The Jewish month for anger
Embracing the value of an uncomfortable feeling
I didn’t want 2023 to end without checking in one last time. This substack began as a New Year’s resolution so it feels important to write one more time before 2024.
Lately I’ve been thinking about anger. A friend from Jews for Racial and Economic Justice shared with me that the Hebrew month of Tevet which began on Wednesday the 13th, is associated with the chush or sense of anger. I was grateful to learn this as someone who can often unintentionally distance myself from my emotions, and particularly struggles with anger.
Anger generally gets a bad rap, and for some valid reasons. Particularly in the hands of the powerful, unrestrained anger often translates into violence. My sister, a licensed therapist once taught me that “anger is fear’s bodyguard.” I have valued this teaching a lot. This month however, I’m also thinking about the value of anger for anger’s sake. Anger, like all our emotions, has an important role to play in our inner and interpersonal lives.
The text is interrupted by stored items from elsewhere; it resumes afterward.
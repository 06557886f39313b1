// Copyright (c) 2024-2026 Martin Schröder <info@swedishembedded.com>
//
// SPDX-License-Identifier: MIT
use rust_decimal::Decimal;

use bard_model::{ModelCatalog, Usage};

/// Monetary cost of one completion, in USD.
///
/// A provider-echoed `cost` wins outright.  Otherwise the `(provider, model)`
/// pair is priced through the injected catalog; an unknown model costs zero
/// rather than failing the generation.  All arithmetic stays decimal so
/// repeated accumulation never drifts.
pub fn usage_cost(usage: &Usage, provider: &str, model: &str, catalog: &ModelCatalog) -> Decimal {
    if let Some(cost) = usage.cost {
        return cost;
    }
    match catalog.lookup(provider, model) {
        Some(price) => {
            price.prompt * Decimal::from(usage.prompt_tokens)
                + price.completion * Decimal::from(usage.completion_tokens)
        }
        None => Decimal::ZERO,
    }
}

// ─── Unit tests ──────────────────────────────────────────────────────────────
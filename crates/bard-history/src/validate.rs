// Copyright (c) 2024-2026 Martin Schröder <info@swedishembedded.com>
//
// SPDX-License-Identifier: MIT
use thiserror::Error;

use bard_model::Message;

/// A message log that violates the tool-call pairing rule.
///
/// Raised before a write ever happens; it indicates a bug in whoever
/// assembled the sequence, so it is fatal to the operation.
#[derive(Debug, Clone, Error, PartialEq, Eq)]
#[error(
    "tool message at index {index} has no matching call {tool_call_id:?} \
     on the preceding assistant message"
)]
pub struct ProtocolViolation {
    pub index: usize,
    pub tool_call_id: String,
}

/// Verify the well-formedness of a message sequence.
///
/// Every `tool` message must be preceded — possibly across intervening tool
/// messages — by an assistant message whose `tool_calls` contains a call with
/// the same id.  The backwards scan stops at the first assistant message
/// encountered; any other role ends the search unmatched.
pub fn validate(messages: &[Message]) -> Result<(), ProtocolViolation> {
    for (index, message) in messages.iter().enumerate() {
        let Message::Tool { tool_call_id, .. } = message else {
            continue;
        };
        let mut matched = false;
        for earlier in messages[..index].iter().rev() {
            match earlier {
                Message::Tool { .. } => continue,
                Message::Assistant { tool_calls, .. } => {
                    matched = tool_calls
                        .as_deref()
                        .unwrap_or_default()
                        .iter()
                        .any(|tc| tc.id == *tool_call_id);
                    break;
                }
                _ => break,
            }
        }
        if !matched {
            return Err(ProtocolViolation { index, tool_call_id: tool_call_id.clone() });
        }
    }
    Ok(())
}

// ─── Unit tests ──────────────────────────────────────────────────────────────

#[cfg(test)]
mod tests {
    use bard_model::ToolCallIntent;

    use super::*;

    fn assistant_calling(ids: &[&str]) -> Message {
        Message::Assistant {
            content: String::new(),
            reasoning_content: None,
            tool_calls: Some(
                ids.iter().map(|id| ToolCallIntent::function(*id, "echo", "{}")).collect(),
            ),
        }
    }

    #[test]
    fn empty_log_is_valid() {
        assert_eq!(validate(&[]), Ok(()));
    }

    #[test]
    fn log_without_tool_messages_is_valid() {
        let msgs = vec![Message::user("hi"), Message::assistant("hello")];
        assert_eq!(validate(&msgs), Ok(()));
    }

    #[test]
    fn paired_tool_message_is_valid() {
        let msgs = vec![
            Message::user("run it"),
            assistant_calling(&["c1"]),
            Message::tool_result("c1", "ok"),
        ];
        assert_eq!(validate(&msgs), Ok(()));
    }

    #[test]
    fn parallel_tool_results_all_match_one_assistant() {
        let msgs = vec![
            Message::user("run both"),
            assistant_calling(&["c1", "c2"]),
            Message::tool_result("c1", "a"),
            Message::tool_result("c2", "b"),
        ];
        assert_eq!(validate(&msgs), Ok(()));
    }

    #[test]
    fn orphan_tool_message_is_rejected_with_index_and_id() {
        let msgs = vec![Message::user("hi"), Message::tool_result("c9", "boom")];
        let err = validate(&msgs).unwrap_err();
        assert_eq!(err.index, 1);
        assert_eq!(err.tool_call_id, "c9");
    }

    #[test]
    fn mismatched_id_is_rejected() {
        let msgs = vec![
            assistant_calling(&["c1"]),
            Message::tool_result("c2", "wrong"),
        ];
        let err = validate(&msgs).unwrap_err();
        assert_eq!(err.index, 1);
        assert_eq!(err.tool_call_id, "c2");
    }

    #[test]
    fn search_stops_at_first_assistant() {
        // The matching call sits on an assistant *behind* a newer assistant
        // that does not declare it — the scan must stop at the newer one.
        let msgs = vec![
            assistant_calling(&["c1"]),
            Message::assistant("done"),
            Message::tool_result("c1", "late"),
        ];
        assert!(validate(&msgs).is_err());
    }

    #[test]
    fn user_message_between_call_and_result_breaks_pairing() {
        let msgs = vec![
            assistant_calling(&["c1"]),
            Message::user("interruption"),
            Message::tool_result("c1", "late"),
        ];
        assert!(validate(&msgs).is_err());
    }

    #[test]
    fn tool_message_first_in_log_is_rejected() {
        let msgs = vec![Message::tool_result("c1", "orphan")];
        let err = validate(&msgs).unwrap_err();
        assert_eq!(err.index, 0);
    }
}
Audre Lorde said the following about anger:
My response to racism is anger. I have lived with that anger, ignoring it, feeding upon it, learning to use it before it laid my visions to waste, for most of my life. Once I did it in silence, afraid of the weight. My fear of anger taught me nothing. Your fear of that anger will teach you nothing, also.
I’ve been thinking about listening to anger as a sort of alarm bell. It tells us that a moral line has been crossed. The question I have is what to do with that signal?
Last week I was volunteering as an escort at Planned Parenthood. There was a group of evangelical protestors who came to harass the women seeking care there. At one point, one of the men in the group stepped out into the street to face the building. He gave a speech shouting at the top of his lungs. I hoped that Planned Parenthood had invested in soundproof windows, because it made me sick to think about patients inside having to listen to his vitriol.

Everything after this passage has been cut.